Since I have an evening of laidback interwebs-ing and kitty-medicating ahead, I thought I'd share with you my latest thoughts on wedding planning...!!! *gasp*
Wedding planning wasn't the worst thing I did in my life, but it ranks up there...along with getting my wisdom teeth removed. And my sister-in-law just got engaged, so I get to experience it from the other side now *yaymuchbetter*
So here are a few niblets of advice...just some things I learned while plugging away.
P.S. Hubby is wonderful because...he owns 5 bowling balls and lovingly cleans them in the middle of the living room.
Mistakes I made akanonodon'tdothis:
1. If you want only adults at your wedding PUT IT ON THE INVITATION. I had way too many awkward conversations dis-inviting children. blargh.
2. Inviting everyone that everyone told me to. Your wedding, your guest list, your decision.
3. Trying to do everything myself. The Hubs was perfectly willing and capable of helping...in large part due to his love of excel spreadsheets. I had to let go.
|We so strong. Rar.|
4. Trying to do everything on paper. I am..yes, I will admit...a few years behind the times, but I had way too many scraps of notepads and post-it notes of stuff that I didn't remember writing a week later. Digital is the way to go.
5. Stressing out and starting fights with hubby because of wedding planning. It was a rough few months, and you know what? It turns out it's really really not that big of a deal in the long run.
I do! and so should you!:
1. PLAN AHEAD!! Ahead ahead ahead. I cannot tell you how many times a vendor said *ohthankgodyou mentionedthatweneedtoplanaheadforthat* or something to that effect. Party planning is in the details. And OF COURSE your wedding is a very special day in your life, the beginning of a wonderful journey blahblahblah. But logistically it is just a MASSIVE PAR-TAY. Which requires planning ahead.

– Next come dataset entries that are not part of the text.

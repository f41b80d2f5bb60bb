//! Session registry
//!
//! Owns every live recording session together with the background task that
//! watches its browser. Removal is single-winner: when an explicit stop and
//! the monitor's automatic reclamation race on the same session, exactly one
//! of them gets the session and releases its browser.

use async_trait::async_trait;
use chrono::{DateTime, Utc};
use log::{debug, info, warn};
use std::collections::HashMap;
use std::sync::{Arc, Weak};
use std::time::Duration;
use tokio::sync::Mutex;
use tokio::task::JoinHandle;

use super::session::{RecordedEvent, Session};
use crate::driver::{BrowserDriver, BrowserHandle};
use crate::error::{RecorderError, Result};

pub type SharedSession = Arc<Mutex<Session>>;

/// Extra work run by the lifecycle monitor on every tick while the browser is open
#[async_trait]
pub trait MonitorHook: Send + Sync {
    async fn on_tick(&self, session: &SharedSession);
}

struct Entry {
    session: SharedSession,
    monitor: Option<JoinHandle<()>>,
}

/// Concurrent store of recording sessions keyed by session id
pub struct SessionRegistry {
    sessions: Mutex<HashMap<String, Entry>>,
    driver: Arc<dyn BrowserDriver>,
    poll_interval: Duration,
}

impl SessionRegistry {
    pub fn new(driver: Arc<dyn BrowserDriver>, poll_interval: Duration) -> Self {
        Self {
            sessions: Mutex::new(HashMap::new()),
            driver,
            poll_interval,
        }
    }

    /// Register a new session. An existing id is never overwritten.
    pub async fn create(
        &self,
        session_id: &str,
        browser_id: &str,
        browser: BrowserHandle,
    ) -> Result<SharedSession> {
        let mut sessions = self.sessions.lock().await;
        if sessions.contains_key(session_id) {
            return Err(RecorderError::DuplicateSession(session_id.to_string()));
        }

        let session = Arc::new(Mutex::new(Session::new(session_id, browser_id, browser)));
        sessions.insert(
            session_id.to_string(),
            Entry {
                session: session.clone(),
                monitor: None,
            },
        );
        info!(
            "Recording session {} created for browser {}",
            session_id, browser_id
        );
        Ok(session)
    }

    pub async fn get(&self, session_id: &str) -> Result<SharedSession> {
        self.sessions
            .lock()
            .await
            .get(session_id)
            .map(|entry| entry.session.clone())
            .ok_or_else(|| RecorderError::SessionNotFound(session_id.to_string()))
    }

    /// Look up a session and check that it belongs to `browser_id`.
    pub async fn validate(&self, session_id: &str, browser_id: &str) -> Result<SharedSession> {
        let session = self.get(session_id).await?;
        if session.lock().await.browser_id != browser_id {
            return Err(RecorderError::SessionMismatch(session_id.to_string()));
        }
        Ok(session)
    }

    pub async fn add_event(&self, session_id: &str, event: RecordedEvent) -> Result<()> {
        let session = self.get(session_id).await?;
        session.lock().await.events.push(event);
        Ok(())
    }

    pub async fn add_step(&self, session_id: &str, step: String) -> Result<()> {
        let session = self.get(session_id).await?;
        debug!("Step added to session {}: {}", session_id, step);
        session.lock().await.steps.push(step);
        Ok(())
    }

    /// Append an event together with its step under one lock, so the event
    /// log and the step list keep the same order under concurrent callers.
    pub async fn append(&self, session_id: &str, event: RecordedEvent, step: String) -> Result<()> {
        let session = self.get(session_id).await?;
        let mut session = session.lock().await;
        debug!("Step added to session {}: {}", session_id, step);
        session.events.push(event);
        session.steps.push(step);
        Ok(())
    }

    /// Refresh the last-ping timestamp
    pub async fn touch(&self, session_id: &str) -> Result<DateTime<Utc>> {
        let session = self.get(session_id).await?;
        let last_ping = session.lock().await.touch();
        Ok(last_ping)
    }

    /// Remove the session, stop its monitor and release its browser.
    ///
    /// Fails with `SessionNotFound` if another caller already removed it.
    pub async fn close(&self, session_id: &str) -> Result<Session> {
        let entry = self.take(session_id).await?;
        if let Some(monitor) = entry.monitor {
            monitor.abort();
        }
        let session = entry.session.lock().await.clone();
        self.release(&session).await;
        info!("Recording session {} closed", session_id);
        Ok(session)
    }

    /// Close every remaining session, used on shutdown
    pub async fn close_all(&self) {
        let ids: Vec<String> = self.sessions.lock().await.keys().cloned().collect();
        for id in ids {
            // Sessions reclaimed concurrently are already released
            let _ = self.close(&id).await;
        }
    }

    /// Liveness probe. Probe errors count as "still open".
    pub async fn is_browser_closed(&self, browser: &BrowserHandle) -> bool {
        match self.driver.is_closed(browser).await {
            Ok(closed) => closed,
            Err(e) => {
                debug!("Could not check browser {}: {:#}", browser, e);
                false
            }
        }
    }

    pub async fn contains(&self, session_id: &str) -> bool {
        self.sessions.lock().await.contains_key(session_id)
    }

    pub async fn len(&self) -> usize {
        self.sessions.lock().await.len()
    }

    pub async fn is_empty(&self) -> bool {
        self.len().await == 0
    }

    /// Start watching the session's browser.
    ///
    /// The task polls at the registry interval until the session leaves the
    /// registry. When the browser is found closed the session is reclaimed
    /// through the same path as [`SessionRegistry::close`]. A previous monitor
    /// of the same session is replaced.
    pub async fn monitor(
        self: &Arc<Self>,
        session_id: &str,
        hook: Option<Arc<dyn MonitorHook>>,
    ) -> Result<()> {
        let task = tokio::spawn(run_monitor(
            Arc::downgrade(self),
            session_id.to_string(),
            hook,
            self.poll_interval,
        ));

        let mut sessions = self.sessions.lock().await;
        match sessions.get_mut(session_id) {
            Some(entry) => {
                if let Some(previous) = entry.monitor.replace(task) {
                    previous.abort();
                }
                Ok(())
            }
            None => {
                task.abort();
                Err(RecorderError::SessionNotFound(session_id.to_string()))
            }
        }
    }

    async fn take(&self, session_id: &str) -> Result<Entry> {
        self.sessions
            .lock()
            .await
            .remove(session_id)
            .ok_or_else(|| RecorderError::SessionNotFound(session_id.to_string()))
    }

    /// Removal path of the monitor itself: its own task handle is dropped, not aborted.
    async fn reclaim(&self, session_id: &str) -> Result<()> {
        let entry = self.take(session_id).await?;
        let session = entry.session.lock().await.clone();
        self.release(&session).await;
        info!(
            "Browser of session {} was closed, session released automatically",
            session_id
        );
        Ok(())
    }

    async fn release(&self, session: &Session) {
        if let Err(e) = self.driver.close(&session.browser).await {
            warn!(
                "Failed to close browser of session {}: {:#}",
                session.session_id, e
            );
        }
    }
}

async fn run_monitor(
    registry: Weak<SessionRegistry>,
    session_id: String,
    hook: Option<Arc<dyn MonitorHook>>,
    poll_interval: Duration,
) {
    loop {
        let Some(strong) = registry.upgrade() else {
            break;
        };
        if !check_session(&strong, &session_id, hook.as_deref()).await {
            break;
        }
        // The registry must not be kept alive while sleeping
        drop(strong);
        tokio::time::sleep(poll_interval).await;
    }
}

/// One monitor round. Returns false once the session is gone.
async fn check_session(
    registry: &SessionRegistry,
    session_id: &str,
    hook: Option<&dyn MonitorHook>,
) -> bool {
    let Ok(session) = registry.get(session_id).await else {
        debug!("Session {} is gone, monitor stopped", session_id);
        return false;
    };

    let browser = session.lock().await.browser.clone();
    if registry.is_browser_closed(&browser).await {
        if let Err(e) = registry.reclaim(session_id).await {
            debug!("Session {} already released: {}", session_id, e);
        }
        return false;
    }

    if let Some(hook) = hook {
        hook.on_tick(&session).await;
    }
    true
}
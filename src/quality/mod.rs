//! Quality rule engine
//!
//! Rules are weighted and individually toggleable. A finished scenario is
//! scored as the weight of the satisfied rules over the total active weight,
//! and every failed rule contributes an improvement suggestion.

pub mod analyzer;
pub mod rules;

pub use analyzer::{score, QualityAnalyzer, QualityResult, RuleOutcome, RuleSource};
pub use rules::{QualityRule, RuleCheck, RuleSet};
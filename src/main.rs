use anyhow::Context;
use clap::{Parser, Subcommand};
use colored::Colorize;
use std::path::PathBuf;

use lumi_recorder::quality::{QualityAnalyzer, RuleSource};
use lumi_recorder::recorder::StepMapper;
use lumi_recorder::utils::Config;
use lumi_recorder::RecorderServer;

#[derive(Parser)]
#[command(name = "lumi-recorder")]
#[command(author = "NL Team")]
#[command(version = "0.1.3")]
#[command(about = "Browser recorder that turns interactions into Gherkin steps", long_about = None)]
struct Cli {
    #[command(subcommand)]
    command: Commands,
}

#[derive(Subcommand)]
enum Commands {
    /// Start the recorder API server
    Serve {
        /// Port to listen on
        #[arg(short, long)]
        port: Option<u16>,

        /// Configuration file (defaults to ./lumi-recorder.yaml or ~/.lumi/recorder.yaml)
        #[arg(short, long)]
        config: Option<PathBuf>,

        /// Run the browser without a window
        #[arg(long, default_value = "false")]
        headless: bool,
    },

    /// List the step templates the recorder produces
    Steps,

    /// Score a scenario file against the quality rules
    Quality {
        /// Path to the scenario text
        file: PathBuf,

        /// Rules file (defaults to the built-in rules)
        #[arg(short, long)]
        rules: Option<PathBuf>,
    },
}

#[tokio::main]
async fn main() -> anyhow::Result<()> {
    env_logger::Builder::from_env(env_logger::Env::default().default_filter_or("info")).init();

    let cli = Cli::parse();

    match cli.command {
        Commands::Serve {
            port,
            config,
            headless,
        } => {
            let mut config = Config::load(config.as_deref())?;
            if let Some(port) = port {
                config.port = port;
            }
            if headless {
                config.browser.headless = true;
            }
            RecorderServer::new(config).start().await?;
        }

        Commands::Steps => {
            println!("{} Step catalog:", "📋".to_string().bold());
            for template in StepMapper::catalog() {
                let kind = format!("{:?}", template.kind).to_uppercase();
                println!("  {:<6} {}", kind.cyan(), template.template);
            }
        }

        Commands::Quality { file, rules } => {
            let content = std::fs::read_to_string(&file)
                .with_context(|| format!("Failed to read {}", file.display()))?;
            let source = match rules {
                Some(path) => RuleSource::File(path),
                None => RuleSource::Builtin,
            };
            let result = QualityAnalyzer::new(source).analyze(&content).await?;

            println!(
                "{} Quality score for {}: {}",
                "▶".green().bold(),
                file.display(),
                format!("{:.2}", result.score).bold()
            );
            for outcome in &result.passed_rules {
                println!("  {} {}", "✓".green(), outcome.message);
            }
            for outcome in &result.failed_rules {
                println!("  {} {}", "✗".red(), outcome.message);
            }
            for suggestion in &result.suggestions {
                println!("  {} {}", "💡".yellow(), suggestion);
            }
        }
    }

    Ok(())
}
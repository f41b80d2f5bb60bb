//! Scenario scoring against the active quality rules

use serde::{Deserialize, Serialize};
use std::collections::BTreeMap;
use std::path::PathBuf;
use tokio::sync::OnceCell;

use super::rules::{explanation, ActiveRule, RuleSet};
use crate::error::Result;

/// Outcome of one rule for one scenario
#[derive(Debug, Clone, Serialize, Deserialize, PartialEq)]
#[serde(rename_all = "camelCase")]
pub struct RuleOutcome {
    pub rule_id: String,
    pub message: String,
}

/// Result of scoring a scenario
#[derive(Debug, Clone, Default, Serialize, Deserialize, PartialEq)]
#[serde(rename_all = "camelCase")]
pub struct QualityResult {
    /// Weighted share of satisfied rules, in [0, 1], two decimals
    pub score: f64,
    pub passed_rules: Vec<RuleOutcome>,
    pub failed_rules: Vec<RuleOutcome>,
    pub suggestions: Vec<String>,
    pub rule_details: BTreeMap<String, String>,
}

impl QualityResult {
    fn round_score(&mut self) {
        self.score = round_half_up(self.score, 2);
    }
}

/// Round half up to `decimals` places. The epsilon absorbs binary
/// representation error such as `0.285 * 100 = 28.499999999999996`.
pub fn round_half_up(value: f64, decimals: i32) -> f64 {
    let factor = 10f64.powi(decimals);
    ((value * factor) + 0.5 + 1e-9).floor() / factor
}

/// Score `content` against every rule of `rules`.
pub fn score(rules: &RuleSet, content: &str) -> QualityResult {
    let mut result = QualityResult::default();
    let mut accumulated = 0.0;

    for ActiveRule { rule, check } in rules.rules() {
        let message = explanation(rule);
        let outcome = RuleOutcome {
            rule_id: rule.id.clone(),
            message: message.clone(),
        };
        result.rule_details.insert(rule.id.clone(), message.clone());

        if check.is_satisfied(content) {
            accumulated += rule.weight;
            result.passed_rules.push(outcome);
        } else {
            result.failed_rules.push(outcome);
            result.suggestions.push(message);
        }
    }

    let total = rules.total_weight();
    result.score = if total > 0.0 {
        (accumulated / total).clamp(0.0, 1.0)
    } else {
        0.0
    };
    result.round_score();
    result
}

/// Where the rule set comes from
#[derive(Debug, Clone)]
pub enum RuleSource {
    Builtin,
    File(PathBuf),
    Inline(String),
}

/// Loads the rule set on first use and scores scenarios against it.
///
/// Concurrent first callers wait on the same load; a failed load is not
/// cached, so fixing the rules file and retrying works.
pub struct QualityAnalyzer {
    source: RuleSource,
    rules: OnceCell<RuleSet>,
}

impl QualityAnalyzer {
    pub fn new(source: RuleSource) -> Self {
        Self {
            source,
            rules: OnceCell::new(),
        }
    }

    /// Analyzer with an already validated rule set
    pub fn with_rules(rules: RuleSet) -> Self {
        Self {
            source: RuleSource::Builtin,
            rules: OnceCell::new_with(Some(rules)),
        }
    }

    pub async fn rules(&self) -> Result<&RuleSet> {
        self.rules
            .get_or_try_init(|| async {
                match &self.source {
                    RuleSource::Builtin => RuleSet::builtin(),
                    RuleSource::File(path) => RuleSet::from_file(path),
                    RuleSource::Inline(yaml) => RuleSet::from_yaml(yaml),
                }
            })
            .await
    }

    pub async fn analyze(&self, content: &str) -> Result<QualityResult> {
        let rules = self.rules().await?;
        Ok(score(rules, content))
    }
}

#[cfg(test)]
mod tests {
    use super::*;
    use crate::error::RecorderError;
    use crate::quality::rules::QualityRule;
    use std::sync::Arc;

    fn rules(weights: &[(&str, f64)]) -> RuleSet {
        RuleSet::new(
            weights.iter()
                .map(|(id, weight)| QualityRule {
                    id: id.to_string(),
                    name: id.to_string(),
                    description: format!("{} description", id),
                    active: true,
                    weight: *weight,
                })
                .collect(),
        )
        .unwrap()
    }

    const COMPLETE: &str = "Scenario: Recorded checkout flow\n\
        Given I navigate to \"https://shop.test\"\n\
        When I click \"css=#buy\"\n\
        Then I should see the text \"Thanks\"";

    #[test]
    fn test_complete_scenario_scores_one() {
        let result = score(&RuleSet::builtin().unwrap(), COMPLETE);
        assert_eq!(result.score, 1.0);
        assert_eq!(result.passed_rules.len(), 5);
        assert!(result.failed_rules.is_empty());
        assert!(result.suggestions.is_empty());
        assert_eq!(result.rule_details.len(), 5);
    }

    #[test]
    fn test_missing_then_fails_coherence() {
        let content = "Scenario: Recorded flow\nGiven I navigate to \"x\"\nWhen I click \"y\"";
        let result = score(&rules(&[("R5", 1.0)]), content);
        assert_eq!(result.score, 0.0);
        assert_eq!(result.failed_rules[0].rule_id, "R5");
        assert_eq!(result.suggestions.len(), 1);
        assert!(result.suggestions[0].starts_with("R5 - "));
        assert_eq!(result.rule_details["R5"], result.suggestions[0]);
    }

    #[test]
    fn test_weighted_score() {
        // R1 passes (contains "then"), R2 fails (no "scenario"), unknown R7 always passes
        let set = rules(&[("R1", 1.0), ("R2", 2.0), ("R7", 1.0)]);
        let result = score(&set, "Then done");
        assert_eq!(result.score, 0.5);
        let passed: Vec<&str> = result.passed_rules.iter().map(|o| o.rule_id.as_str()).collect();
        assert_eq!(passed, vec!["R1", "R7"]);
        assert_eq!(result.rule_details["R7"], "R7 - R7 description");
    }

    #[test]
    fn test_score_rounding() {
        // 1 / 3 -> 0.33, 2 / 3 -> 0.67
        let set = rules(&[("R1", 1.0), ("R2", 1.0), ("R5", 1.0)]);
        assert_eq!(score(&set, "then").score, 0.33);
        let set = rules(&[("R1", 1.0), ("R7", 1.0), ("R5", 1.0)]);
        assert_eq!(score(&set, "then").score, 0.67);

        assert_eq!(round_half_up(0.125, 2), 0.13);
        assert_eq!(round_half_up(0.285, 2), 0.29);
        assert_eq!(round_half_up(0.0, 2), 0.0);
    }

    #[test]
    fn test_score_within_bounds() {
        let contents = ["", "then", COMPLETE, "given when", "Scenario: x"];
        let weights = [0.0, 0.1, 1.0, 3.5, 100.0];
        for (i, w) in weights.iter().enumerate() {
            let set = rules(&[("R1", *w), ("R2", 1.0), ("R3", weights[(i + 1) % 5]), ("R5", 0.5)]);
            for content in contents {
                let s = score(&set, content).score;
                assert!((0.0..=1.0).contains(&s), "score {} out of range", s);
            }
        }
    }

    #[tokio::test]
    async fn test_analyzer_loads_once() {
        let analyzer = Arc::new(QualityAnalyzer::new(RuleSource::Builtin));
        let mut handles = Vec::new();
        for _ in 0..8 {
            let analyzer = analyzer.clone();
            handles.push(tokio::spawn(async move {
                analyzer.rules().await.unwrap() as *const RuleSet as usize
            }));
        }
        let mut addresses = Vec::new();
        for handle in handles {
            addresses.push(handle.await.unwrap());
        }
        addresses.dedup();
        assert_eq!(addresses.len(), 1);
    }

    #[tokio::test]
    async fn test_analyzer_reports_invalid_rules() {
        let yaml = "quality:\n  rules:\n    - id: R1\n      active: true\n      weight: 0\n";
        let analyzer = QualityAnalyzer::new(RuleSource::Inline(yaml.to_string()));
        let err = analyzer.analyze(COMPLETE).await.unwrap_err();
        assert!(matches!(err, RecorderError::InvalidConfiguration(_)));
    }

    #[tokio::test]
    async fn test_analyzer_with_rules() {
        let analyzer = QualityAnalyzer::with_rules(rules(&[("R1", 1.0)]));
        assert_eq!(analyzer.analyze("no assertion").await.unwrap().score, 0.0);
    }
}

2. Putting your foot down is not a bad thing.
3. Your wedding party should include people who are willing to grow mustaches for you. Yes, not everyone's cup o'tea, but it was mine, and these boys brought the fire.
My girls were amazing too, if i liked girls i'd be on that like white on rice.
4. Think about what is truly important to you, and prioritize time, money, effort, in that order. Example: Important to me: great photos, family, food. Unimportant: types of flowers, matching outfits, cake.
5. HIRE A DAY-OF WEDDING COORDINATOR. This should actually be number 1 on the list. Single greatest decision I made. She did everythingandimeaneverything. And did it with a smile.
www.bridesupport.com for those brides-to-be in the Twin Cities. Ask for Meredith.
6. Keep your eyes on your soon-to-be, and everything else just fades into the background.